La “muerte silenciosa”: cómo la vida moderna amenaza el cerebro y la salud vascular
* En el Día Mundial del Cerebro, expertos alertan sobre los riesgos ocultos que afectan especialmente a las personas de la tercera edad
Por Luis Tovar Ayala
CDMX. – El pasado 22 de julio de 2026 se conmemoró el Día Mundial del Cerebro, impulsado por la Federación Mundial de Neurología (WFN). La fecha busca sensibilizar sobre la prevención y el cuidado de las enfermedades neurológicas, que cada año cobran millones de vidas y deterioran la calidad de vida de millones más.
En un mundo cada vez más acelerado, la vida moderna genera malestares que muchas veces pasan desapercibidos hasta que es demasiado tarde.
Estrés crónico, sedentarismo, mala alimentación y contaminación son factores que golpean directamente el sistema cardiovascular, vascular y cerebral, especialmente en adultos mayores.

Los peligros invisibles
Médicos neurológicos advierten sobre la llamada “muerte silenciosa”, un término que engloba eventos como los infartos cerebrales silenciosos (o “mini strokes”) e hipertensión arterial no diagnosticada.
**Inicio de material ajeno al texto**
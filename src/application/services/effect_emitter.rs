//! Effect emission - publishing the resolved outcome to the chronicle
//!
//! Renders the outcome record into one immutable EffectCommand and appends
//! it once. Called at most once per occurrence by construction of the
//! interceptor and router; the emitter itself performs no deduplication.

use std::sync::Arc;

use chrono::Utc;

use crate::application::ports::outbound::ChroniclePort;
use crate::domain::entities::Hero;
use crate::domain::events::{ChronicleEntry, EffectCommand};
use crate::domain::value_objects::{GainInstruction, OutcomeLabel, OutcomeRecord};

/// Publishes resolved outcomes to the shared chronicle.
pub struct EffectEmitter {
    chronicle: Arc<dyn ChroniclePort>,
}

impl EffectEmitter {
    pub fn new(chronicle: Arc<dyn ChroniclePort>) -> Self {
        Self { chronicle }
    }

    /// Build and append the effect command for a resolved occurrence.
    pub fn emit(&self, hero: &Hero, outcome: &OutcomeRecord) -> EffectCommand {
        let command = EffectCommand {
            hero_id: hero.id,
            hero_name: hero.name.clone(),
            label: outcome.label,
            narrative: render_narrative(hero, outcome),
            gain: GainInstruction::heroic(outcome.total_gain),
            damage: outcome.damage.clone(),
            boon_available: outcome.boon_available,
            issued_at: Utc::now(),
        };

        tracing::info!(
            hero = %hero.name,
            label = outcome.label.display_name(),
            gain = outcome.total_gain,
            "Emitting prayer effect"
        );
        self.chronicle.append(ChronicleEntry::Effect(command.clone()));
        command
    }
}

/// Render the human-readable chronicle text for an outcome.
fn render_narrative(hero: &Hero, outcome: &OutcomeRecord) -> String {
    let mut lines = vec![outcome.label.header().to_string()];

    match outcome.label {
        OutcomeLabel::Declined => {
            lines.push(format!(
                "{} declines to pray and gains {} Piety.",
                hero.name, outcome.total_gain
            ));
        }
        _ => {
            lines.push(format!("Prayer Roll: {}", outcome.baseline));
            lines.push(format!("Total Piety Gain: +{}", outcome.total_gain));
            if let Some(damage) = &outcome.damage {
                lines.push(format!("Psychic Damage: {} (unblockable)", damage.dice));
            }
            if outcome.boon_available {
                lines.push("Domain Effect: Choose one to activate!".to_string());
            }
        }
    }

    lines.join("\n")
}

#[cfg(test)]
mod tests {
    use super::*;
    use crate::domain::entities::CONDUIT_CLASS;
    use crate::domain::value_objects::{BaselineRoll, DamageInstruction, Decision};
    use std::sync::Mutex;

    #[derive(Default)]
    struct RecordingChronicle {
        entries: Mutex<Vec<ChronicleEntry>>,
    }

    impl ChroniclePort for RecordingChronicle {
        fn append(&self, entry: ChronicleEntry) {
            self.entries.lock().unwrap().push(entry);
        }
    }

    fn hero() -> Hero {
        Hero::new("Brother Aldric", 2, CONDUIT_CLASS)
    }

    fn angered_outcome() -> OutcomeRecord {
        OutcomeRecord {
            baseline: BaselineRoll::from_die(1),
            decision: Decision::Pray,
            total_gain: 2,
            damage: Some(DamageInstruction::psychic_backlash(2)),
            boon_available: false,
            label: OutcomeLabel::GodsAngered,
        }
    }

    #[test]
    fn test_emit_builds_gain_and_damage_instructions() {
        let chronicle = Arc::new(RecordingChronicle::default());
        let emitter = EffectEmitter::new(chronicle.clone());

        let command = emitter.emit(&hero(), &angered_outcome());

        assert_eq!(command.gain.render(), "gain 2 heroic");
        assert_eq!(
            command.damage.as_ref().map(|d| d.render()),
            Some("damage 1d6+2 psychic unblockable".to_string())
        );
        assert_eq!(chronicle.entries.lock().unwrap().len(), 1);
    }

    #[test]
    fn test_narrative_for_angered_gods() {
        let emitter = EffectEmitter::new(Arc::new(RecordingChronicle::default()));
        let command = emitter.emit(&hero(), &angered_outcome());

        assert!(command.narrative.starts_with("THE GODS ARE ANGERED!"));
        assert!(command.narrative.contains("Prayer Roll: 1"));
        assert!(command.narrative.contains("Total Piety Gain: +2"));
        assert!(command.narrative.contains("Psychic Damage: 1d6+2"));
    }

    #[test]
    fn test_narrative_for_decline() {
        let emitter = EffectEmitter::new(Arc::new(RecordingChronicle::default()));
        let outcome = OutcomeRecord {
            baseline: BaselineRoll::from_die(2),
            decision: Decision::Skip,
            total_gain: 2,
            damage: None,
            boon_available: false,
            label: OutcomeLabel::Declined,
        };

        let command = emitter.emit(&hero(), &outcome);

        assert!(command.narrative.starts_with("Prayer Declined"));
        assert!(command
            .narrative
            .contains("Brother Aldric declines to pray and gains 2 Piety."));
        assert!(command.damage.is_none());
    }

    #[test]
    fn test_narrative_for_favor_mentions_domain_effect() {
        let emitter = EffectEmitter::new(Arc::new(RecordingChronicle::default()));
        let outcome = OutcomeRecord {
            baseline: BaselineRoll::from_die(3),
            decision: Decision::Pray,
            total_gain: 5,
            damage: None,
            boon_available: true,
            label: OutcomeLabel::DivineFavor,
        };

        let command = emitter.emit(&hero(), &outcome);
        assert!(command.narrative.contains("Domain Effect: Choose one to activate!"));
        assert!(command.boon_available);
    }
}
Estos episodios pueden ocurrir sin síntomas evidentes —un leve mareo, dolor de cabeza pasajero o confusión momentánea— pero van dañando progresivamente las arterias y el tejido cerebral.“Muchas personas de la tercera edad llegan a consulta con deterioro cognitivo y, al revisar su historia, encontramos múltiples lesiones vasculares silenciosas acumuladas durante años”, explica el Dr. Carlos Mendoza, neurólogo. Estos daños aumentan el riesgo de demencia vascular, Alzheimer y accidentes cerebrovasculares mayores.Estrés y ansiedad: el enemigo moderno
El estrés se ha convertido en uno de los principales factores de riesgo. La presión constante del ritmo actual eleva los niveles de cortisol, que a largo plazo daña los vasos sanguíneos, eleva la presión arterial y afecta la plasticidad cerebral.
Esto abre la puerta a trastornos de ansiedad, depresión y problemas de memoria.
En adultos mayores, esta combinación es particularmente peligrosa: menor reserva vascular, posibles comorbilidades como diabetes o colesterol alto, y menor capacidad de recuperación neuronal.
Según datos de la Organización Mundial de la Salud, las enfermedades cerebrovasculares son una de las principales causas de discapacidad en personas mayores de 60 años.
Prevención diaria
Los especialistas coinciden en que gran parte de estos riesgos se pueden mitigar con hábitos simples:
• Controlar la presión arterial y el colesterol regularmente.
• Mantener actividad física moderada (caminar 30 minutos al día).
• Alimentación rica en frutas, verduras, omega-3 y baja en azúcares y sal.
• Dormir bien y manejar el estrés mediante técnicas de relajación o actividades sociales.
- Estimular el cerebro con lectura, aprendizaje y contacto social.
“El cerebro no avisa siempre con dolor. Por eso la prevención es la mejor medicina”, enfatizan desde la WFN.
Siempre no solo en el Día Mundial del Cerebro, la recomendación es clara: no esperes síntomas alarmantes. Revisa tu salud vascular, cuida tu mente y adopta hábitos que protejan el órgano más importante del cuerpo. La “muerte silenciosa” se combate con atención diaria y consciente.
“Tu cerebro te lo agradecerá por muchos años más”.